At the start of 2016, we already knew FIFA would change after both Sepp Blatter and Michel Platini recieved long bans from the ethics committee which practically ended their careers. The question was how much it would change, and in which ways. The February elections gave hope, as delegates surprised everyone, and elected Platini’s favourite UEFA bureaucrat Gianni Infantino instead of sheik Salman, who had accusations of serious human rights violations against him. A reform plan had already been sketched up, and the ethics committee, which since its birth have been widely criticized for just being Blatter’s window dressing to shut up critics, suddenly shot off sentences like a mitrailleuse. Surely the only way was up for FIFA on the credibility charts?

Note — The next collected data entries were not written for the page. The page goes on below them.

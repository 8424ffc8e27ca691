//! Export and import of a user's listening history and settings.

mod document;
mod error;
mod export;
mod import;
mod queue;
mod upload;

pub use document::{
    check_version, display_name, AlbumRecord, ArtistRecord, InterchangeDocument, ListenRecord,
    TrackRecord, CURRENT_VERSION, VERSION_1, VERSION_2,
};
pub use error::{InterchangeError, InterchangeResult};
pub use export::{export_user_data, ExportOptions, ExportStats, DEFAULT_EXPORT_PAGE_SIZE};
pub use import::{
    restore_settings, EntityResolver, ImageFetchRequest, ImageOwner, ImportReport, RestorePolicy,
    SettingsRestore,
};
pub use queue::{
    import_document_file, FileImport, ImportQueue, QueueRun, COMPLETED_DIR, WEB_IMPORT_PREFIX,
};
pub use upload::{import_upload, UploadOptions, UploadSummary, DEFAULT_SYNC_IMPORT_MAX_LISTENS};
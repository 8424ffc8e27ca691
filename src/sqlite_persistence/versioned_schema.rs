use anyhow::{bail, Context, Result};
use rusqlite::{params, types::Type, Connection};
use tracing::info;

/// Offset added to every schema version written to `PRAGMA user_version`, so
/// that a database created by something else (user_version 0) is never
/// mistaken for one of ours.
pub const BASE_DB_VERSION: usize = 300;

pub const DEFAULT_TIMESTAMP: &str = "(cast(strftime('%s','now') as int))";

#[macro_export]
macro_rules! sqlite_column {
    ($name:expr, $sql_type:expr $(, $field:ident = $value:expr)*) => {
        {
            #[allow(unused_mut)]
            let mut column = $crate::sqlite_persistence::Column {
                name: $name,
                sql_type: $sql_type,
                is_primary_key: false,
                non_null: false,
                is_unique: false,
                default_value: None,
                foreign_key: None,
            };
            $(
                column.$field = $value;
            )*
            column
        }
    };
}

#[derive(Debug, PartialEq, Eq)]
pub enum SqlType {
    Text,
    Integer,
    Real,
    Blob,
}

impl SqlType {
    fn as_sql(&self) -> &'static str {
        match self {
            SqlType::Text => "TEXT",
            SqlType::Integer => "INTEGER",
            SqlType::Real => "REAL",
            SqlType::Blob => "BLOB",
        }
    }

    fn from_sql(value: &str) -> Option<&'static SqlType> {
        match value {
            "TEXT" => Some(&SqlType::Text),
            "INTEGER" => Some(&SqlType::Integer),
            "REAL" => Some(&SqlType::Real),
            "BLOB" => Some(&SqlType::Blob),
            _ => None,
        }
    }
}

#[allow(unused)]
pub enum ForeignKeyOnChange {
    NoAction,
    Restrict,
    SetNull,
    Cascade,
}

impl ForeignKeyOnChange {
    fn as_sql(&self) -> &'static str {
        match self {
            ForeignKeyOnChange::NoAction => "NO ACTION",
            ForeignKeyOnChange::Restrict => "RESTRICT",
            ForeignKeyOnChange::SetNull => "SET NULL",
            ForeignKeyOnChange::Cascade => "CASCADE",
        }
    }
}

pub struct ForeignKey {
    pub foreign_table: &'static str,
    pub foreign_column: &'static str,
    pub on_delete: ForeignKeyOnChange,
}

pub struct Column<'a, S: AsRef<str>> {
    pub name: S,
    pub sql_type: &'a SqlType,
    pub is_primary_key: bool,
    pub non_null: bool,
    pub is_unique: bool,
    pub default_value: Option<S>,
    pub foreign_key: Option<&'a ForeignKey>,
}

pub struct Table {
    pub name: &'static str,
    pub columns: &'static [Column<'static, &'static str>],
    /// (index name, comma separated column list)
    pub indices: &'static [(&'static str, &'static str)],
    pub unique_constraints: &'static [&'static [&'static str]],
}

impl Table {
    pub fn create(&self, conn: &Connection) -> Result<()> {
        let column_defs = self
            .columns
            .iter()
            .map(|column| {
                let mut def = format!("{} {}", column.name, column.sql_type.as_sql());
                if column.is_primary_key {
                    def.push_str(" PRIMARY KEY");
                }
                if column.non_null {
                    def.push_str(" NOT NULL");
                }
                if column.is_unique {
                    def.push_str(" UNIQUE");
                }
                if let Some(default_value) = column.default_value {
                    def.push_str(&format!(" DEFAULT {}", default_value));
                }
                if let Some(fk) = column.foreign_key {
                    def.push_str(&format!(
                        " REFERENCES {}({}) ON DELETE {}",
                        fk.foreign_table,
                        fk.foreign_column,
                        fk.on_delete.as_sql()
                    ));
                }
                def
            })
            .collect::<Vec<_>>();

        let mut create_sql = format!("CREATE TABLE {} ({}", self.name, column_defs.join(", "));
        for unique_constraint in self.unique_constraints {
            create_sql.push_str(&format!(", UNIQUE ({})", unique_constraint.join(", ")));
        }
        create_sql.push_str(");");
        conn.execute(&create_sql, params![])
            .with_context(|| format!("Failed to create table {}", self.name))?;

        for (index_name, columns) in self.indices {
            conn.execute(
                &format!("CREATE INDEX {} ON {}({});", index_name, self.name, columns),
                params![],
            )?;
        }
        Ok(())
    }

    fn validate(&self, conn: &Connection) -> Result<()> {
        let mut stmt = conn.prepare(&format!("PRAGMA table_info({});", self.name))?;
        let actual_columns = stmt
            .query_map(params![], |row| {
                let sql_type_name: String = row.get(2)?;
                let sql_type = SqlType::from_sql(&sql_type_name).ok_or_else(|| {
                    rusqlite::Error::InvalidColumnType(2, sql_type_name.clone(), Type::Text)
                })?;
                Ok(Column {
                    name: row.get::<_, String>(1)?,
                    sql_type,
                    non_null: row.get::<_, i32>(3)? == 1,
                    default_value: row.get::<_, Option<String>>(4)?,
                    is_primary_key: row.get::<_, i32>(5)? == 1,
                    is_unique: false,
                    foreign_key: None,
                })
            })?
            .collect::<Result<Vec<Column<'_, String>>, _>>()
            .with_context(|| format!("Failed to read columns of table {}", self.name))?;

        if actual_columns.len() != self.columns.len() {
            bail!(
                "Table {} has {} columns, expected {}",
                self.name,
                actual_columns.len(),
                self.columns.len()
            );
        }

        for (actual, expected) in actual_columns.iter().zip(self.columns.iter()) {
            if actual.name != expected.name {
                bail!(
                    "Table {} column name mismatch: expected {}, got {}",
                    self.name,
                    expected.name,
                    actual.name
                );
            }
            if actual.sql_type != expected.sql_type
                || actual.non_null != expected.non_null
                || actual.is_primary_key != expected.is_primary_key
            {
                bail!(
                    "Table {} column {} definition does not match the expected schema",
                    self.name,
                    expected.name
                );
            }
            // sqlite may report defaults wrapped in parentheses
            let actual_default = actual.default_value.as_deref().map(strip_parentheses);
            let expected_default = expected.default_value.map(strip_parentheses);
            if actual_default != expected_default {
                bail!(
                    "Table {} column {} default value mismatch: expected {:?}, got {:?}",
                    self.name,
                    expected.name,
                    expected.default_value,
                    actual.default_value
                );
            }
        }

        for (index_name, _) in self.indices {
            let exists = conn
                .query_row(
                    "SELECT 1 FROM sqlite_master WHERE type='index' AND name=?1 AND tbl_name=?2",
                    params![index_name, self.name],
                    |_| Ok(true),
                )
                .unwrap_or(false);
            if !exists {
                bail!("Table {} is missing index '{}'", self.name, index_name);
            }
        }
        Ok(())
    }
}

fn strip_parentheses(s: &str) -> &str {
    s.strip_prefix('(')
        .and_then(|inner| inner.strip_suffix(')'))
        .unwrap_or(s)
}

pub struct VersionedSchema {
    pub version: usize,
    pub tables: &'static [Table],
    pub migration: Option<fn(&Connection) -> Result<()>>,
}

impl VersionedSchema {
    pub fn create(&self, conn: &Connection) -> Result<()> {
        conn.execute("PRAGMA foreign_keys = ON;", params![])?;
        for table in self.tables {
            table.create(conn)?;
        }
        conn.execute(
            &format!("PRAGMA user_version = {}", BASE_DB_VERSION + self.version),
            [],
        )?;
        Ok(())
    }

    pub fn validate(&self, conn: &Connection) -> Result<()> {
        for table in self.tables {
            table.validate(conn)?;
        }
        Ok(())
    }
}

/// Brings `conn` to the latest schema in `schemas`.
///
/// A database without any table gets the latest schema created directly; an
/// existing one is validated against its recorded version and then migrated
/// forward one version at a time inside a single transaction.
pub fn open_versioned(conn: &mut Connection, schemas: &[VersionedSchema], label: &str) -> Result<()> {
    let latest = schemas.last().context("No schema versions defined")?;

    let table_count: i64 = conn.query_row(
        "SELECT COUNT(*) FROM sqlite_master WHERE type='table' AND name NOT LIKE 'sqlite_%'",
        [],
        |r| r.get(0),
    )?;
    if table_count == 0 {
        info!("Creating {} db schema at version {}", label, latest.version);
        latest.create(conn)?;
        return Ok(());
    }

    let raw_version: i64 = conn
        .query_row("PRAGMA user_version;", [], |row| row.get(0))
        .context("Failed to read database version")?;
    let db_version = raw_version - BASE_DB_VERSION as i64;
    if db_version < 0 {
        bail!(
            "Database version {} is too old, does not contain base db version {}",
            raw_version,
            BASE_DB_VERSION
        );
    }
    let mut current = db_version as usize;
    let schema = schemas
        .get(current)
        .with_context(|| format!("Database version {} is too new", current))?;
    schema.validate(conn)?;

    if current == latest.version {
        return Ok(());
    }

    let tx = conn.transaction()?;
    for schema in schemas.iter().skip(current + 1) {
        if let Some(migration_fn) = schema.migration {
            info!(
                "Migrating {} db from version {} to {}",
                label, current, schema.version
            );
            migration_fn(&tx)?;
        }
        current = schema.version;
    }
    tx.pragma_update(None, "user_version", BASE_DB_VERSION + current)?;
    tx.commit()?;
    Ok(())
}
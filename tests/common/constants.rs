//! Shared constants for integration tests

/// Handle of the user that owns the fixture listens
pub const TEST_USER: &str = "listener";

/// Handle of the user that fresh imports go to
pub const TARGET_USER: &str = "restorer";

pub const ARTIST_MBID: &str = "0383dadf-2a4e-4d10-a46a-e9e041da8eb3";
pub const ARTIST_NAME: &str = "Queen";
pub const ARTIST_IMAGE_URL: &str = "https://images.example.org/queen.jpg";

pub const ALBUM_TITLE: &str = "A Night at the Opera";

pub const ALBUM_MBID: &str = "6defd963-fe91-4550-b18e-82c685603c2b";

pub const TRACK_1_TITLE: &str = "Bohemian Rhapsody";
pub const TRACK_1_MBID: &str = "ebf79ba5-085e-48d2-9eb8-2d992fbf0f6d";
pub const TRACK_2_TITLE: &str = "Love of My Life";
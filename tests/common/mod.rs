//! Common test infrastructure
//!
//! Tests should only import from this module, not from internal submodules.

#![allow(dead_code)]

mod constants;
mod fixtures;

pub use constants::*;
pub use fixtures::*;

But anyone naïve enough to believe the organization would now suddenly become a beacon of good governance, best practice and transparency would soon be disillusioned. Already in the election process leading up to the anticipated congress in February, in fact. FIFA had a panel to assure no one could run for its top seat without passing an integrity check, where sheik Salman strolled through without hindrance. Questions could certainly be asked of Infantino too, as it was well known by now that he had signed off a deal on behalf of UEFA where lucrative Champions League media rights were sold off for trinklets to an obscure company based on what must be the tiniest and most remote tax haven in the world. Other candidates, who actually promised something concrete to take FIFA the right direction in their manifestos, were basically out of the race before it had begun. Infantino, jetting around the world to lesser football nation João Havelange-style, to quite a few of them in a private jet owned by a South African billionaire, knew how to play the game. Words of reform and transparency was to be used often, but nothing substantial promised. Instead, concrete promises made was how much more money each federation would receive if they voted for him. Benjamin Franklin famously said democracy is two wolves and a lamb voting over what to have for dinner. At FIFA, however, everyone get their share. Among the 209 congress members there are no sheep (stop sniggering at the back!), but masters and puppets of politics. Not only football politics, but also the kind FIFA tries to ignore; geopolitics.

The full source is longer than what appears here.